As I mentioned in class, the character of Drunken Cat very much reminded me of Jackie Chan’s Drunken Master and his more recent film The Forbidden Kingdom directed by Robert Minkoff. The concept of obfuscating stupidity is core to the construction of the Drunken Cat character. As said in Cato the Elder’s quote: It is sometimes the height of wisdom to feign stupidity (Obfuscating Stupidity, 2017). Drunken Cat was initially playing dumb to distract his enemies and managed to convince them he was harmless. This tactic helped him escape problems because the enemies were not alerted to him, in contrast to Golden Swallow who drew all their attention.
Bordwell mentioned in Planet Hong Kong that different from Chang Cheh and Lau Kar-leung’s heroes who are defined by male friendship and their dedication to the Shaolin heritage, King Hu’s heroes fight for a cause – often patriotic loyalty and protection to the weak and innocent (Bordwell, 2011). This accurately describes Drunken Cat. He was not the main character at the beginning; perhaps for he has seen through the dusty world and only desired a peaceful state of mind. He then became involved in the fight for two causes – vengeance towards his shixiong Diao Jingtang of killing their kungfu master and solemn dedication to justice assisting Golden Swallow.
Another observation of the film is the fight scenes. The elements of Beijing Opera are ubiquitous throughout the film, from choreography to the use of music and colours. As Hu acknowledged himself, his combat scenes are designed as ballets, not as plausible fights; the actions are neither strictly realistic nor obviously fantastic (Bordwell, 2011).

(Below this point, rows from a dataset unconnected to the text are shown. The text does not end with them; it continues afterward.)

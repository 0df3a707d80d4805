//! Full-store snapshots.
//!
//! File format (`<dir>/snapshot_<seq>.dat`, integers little-endian):
//!
//! ```text
//! [magic "DKVS"] [seq_no u64] [count u32]
//! count * ( [is_tombstone u8] [key_len u32] [key] [val_len u32] [value]
//!           [timestamp_ms u64] [node_id u32] )
//! ```
//!
//! A snapshot at sequence N is consistent with the store after applying
//! WAL records with `seq_no <= N`, so boot-time restore loads the latest
//! snapshot and replays only the WAL tail.
//!
//! Files are written to a temporary name and renamed into place, so a
//! crash mid-write never leaves a file that `find_latest` would pick up.

use crate::store::{Store, ValueEntry};
use dkvs_common::Version;
use std::io::{self, Write};
use std::path::{Path, PathBuf};

const MAGIC: &[u8; 4] = b"DKVS";

#[derive(Debug, thiserror::Error)]
pub enum SnapshotError {
    #[error("snapshot I/O error: {0}")]
    Io(#[from] io::Error),
    #[error("bad snapshot magic")]
    BadMagic,
    #[error("snapshot truncated at entry {0}")]
    Truncated(usize),
}

/// Decoded snapshot contents.
#[derive(Debug, Clone)]
pub struct SnapshotData {
    pub seq_no: u64,
    pub entries: Vec<(Vec<u8>, ValueEntry)>,
}

/// Serialize every entry of `store` (tombstones included) into
/// `<dir>/snapshot_<seq_no>.dat`. Returns the final path.
pub fn save(store: &Store, seq_no: u64, dir: &Path) -> Result<PathBuf, SnapshotError> {
    std::fs::create_dir_all(dir)?;

    let final_path = dir.join(format!("snapshot_{}.dat", seq_no));
    let tmp_path = dir.join(format!("snapshot_{}.dat.tmp", seq_no));

    let entries = store.all_entries();

    let mut buf = Vec::with_capacity(16 + entries.len() * 64);
    buf.extend_from_slice(MAGIC);
    buf.extend_from_slice(&seq_no.to_le_bytes());
    buf.extend_from_slice(&(entries.len() as u32).to_le_bytes());

    for (key, entry) in &entries {
        buf.push(u8::from(entry.is_tombstone));
        buf.extend_from_slice(&(key.len() as u32).to_le_bytes());
        buf.extend_from_slice(key);
        buf.extend_from_slice(&(entry.value.len() as u32).to_le_bytes());
        buf.extend_from_slice(&entry.value);
        buf.extend_from_slice(&entry.version.timestamp_ms.to_le_bytes());
        buf.extend_from_slice(&entry.version.node_id.to_le_bytes());
    }

    let mut file = std::fs::File::create(&tmp_path)?;
    file.write_all(&buf)?;
    file.sync_all()?;
    drop(file);

    std::fs::rename(&tmp_path, &final_path)?;
    Ok(final_path)
}

/// Parse a snapshot file. Bad magic and truncation are hard errors; the
/// caller treats them as "no snapshot present".
pub fn load(path: &Path) -> Result<SnapshotData, SnapshotError> {
    let data = std::fs::read(path)?;

    if data.len() < 16 || &data[..4] != MAGIC {
        return Err(SnapshotError::BadMagic);
    }

    let mut reader = Reader {
        data: &data,
        pos: 4,
    };

    let seq_no = reader.u64(0)?;
    let count = reader.u32(0)? as usize;

    let mut entries = Vec::with_capacity(count);
    for i in 0..count {
        let is_tombstone = reader.u8(i)? != 0;
        let key_len = reader.u32(i)? as usize;
        let key = reader.bytes(key_len, i)?;
        let val_len = reader.u32(i)? as usize;
        let value = reader.bytes(val_len, i)?;
        let timestamp_ms = reader.u64(i)?;
        let node_id = reader.u32(i)?;

        entries.push((
            key,
            ValueEntry {
                is_tombstone,
                value,
                version: Version::new(timestamp_ms, node_id),
            },
        ));
    }

    Ok(SnapshotData { seq_no, entries })
}

/// The snapshot file with the largest sequence number in `dir`, if any.
/// Only names of the exact form `snapshot_<digits>.dat` are considered.
pub fn find_latest(dir: &Path) -> Option<PathBuf> {
    let entries = std::fs::read_dir(dir).ok()?;

    let mut best: Option<(u64, PathBuf)> = None;
    for entry in entries.flatten() {
        let name = entry.file_name();
        let Some(name) = name.to_str() else { continue };
        let Some(seq) = name
            .strip_prefix("snapshot_")
            .and_then(|rest| rest.strip_suffix(".dat"))
            .and_then(|digits| digits.parse::<u64>().ok())
        else {
            continue;
        };
        if best.as_ref().map_or(true, |(b, _)| seq > *b) {
            best = Some((seq, entry.path()));
        }
    }

    best.map(|(_, path)| path)
}

struct Reader<'a> {
    data: &'a [u8],
    pos: usize,
}

impl<'a> Reader<'a> {
    fn take(&mut self, n: usize, entry: usize) -> Result<&'a [u8], SnapshotError> {
        if self.pos + n > self.data.len() {
            return Err(SnapshotError::Truncated(entry));
        }
        let out = &self.data[self.pos..self.pos + n];
        self.pos += n;
        Ok(out)
    }

    fn u8(&mut self, entry: usize) -> Result<u8, SnapshotError> {
        Ok(self.take(1, entry)?[0])
    }

    fn u32(&mut self, entry: usize) -> Result<u32, SnapshotError> {
        let mut b = [0u8; 4];
        b.copy_from_slice(self.take(4, entry)?);
        Ok(u32::from_le_bytes(b))
    }

    fn u64(&mut self, entry: usize) -> Result<u64, SnapshotError> {
        let mut b = [0u8; 8];
        b.copy_from_slice(self.take(8, entry)?);
        Ok(u64::from_le_bytes(b))
    }

    fn bytes(&mut self, n: usize, entry: usize) -> Result<Vec<u8>, SnapshotError> {
        Ok(self.take(n, entry)?.to_vec())
    }
}

// ---------------------------------------------------------------------------
// Tests
// ---------------------------------------------------------------------------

The rhythms – actions and pauses bring dynamics to the tempo of the film. Opera percussion was included in the soundtrack, accompanying scenes of swordplay and chases, further leading the audience immersed in the stories. Consistent with Beijing Opera, colours are often associated with characters’ personality. A conspicuous example would be Sleek Face’s exceptionally white face; characters that are sneaky and treacherous are usually painted with white pigment on the face.
Bordwell, D. (2011). Planet Hong Kong - Popular Cinema and the Art of Entertainment (2nd ed). Irvington Way Institute Press.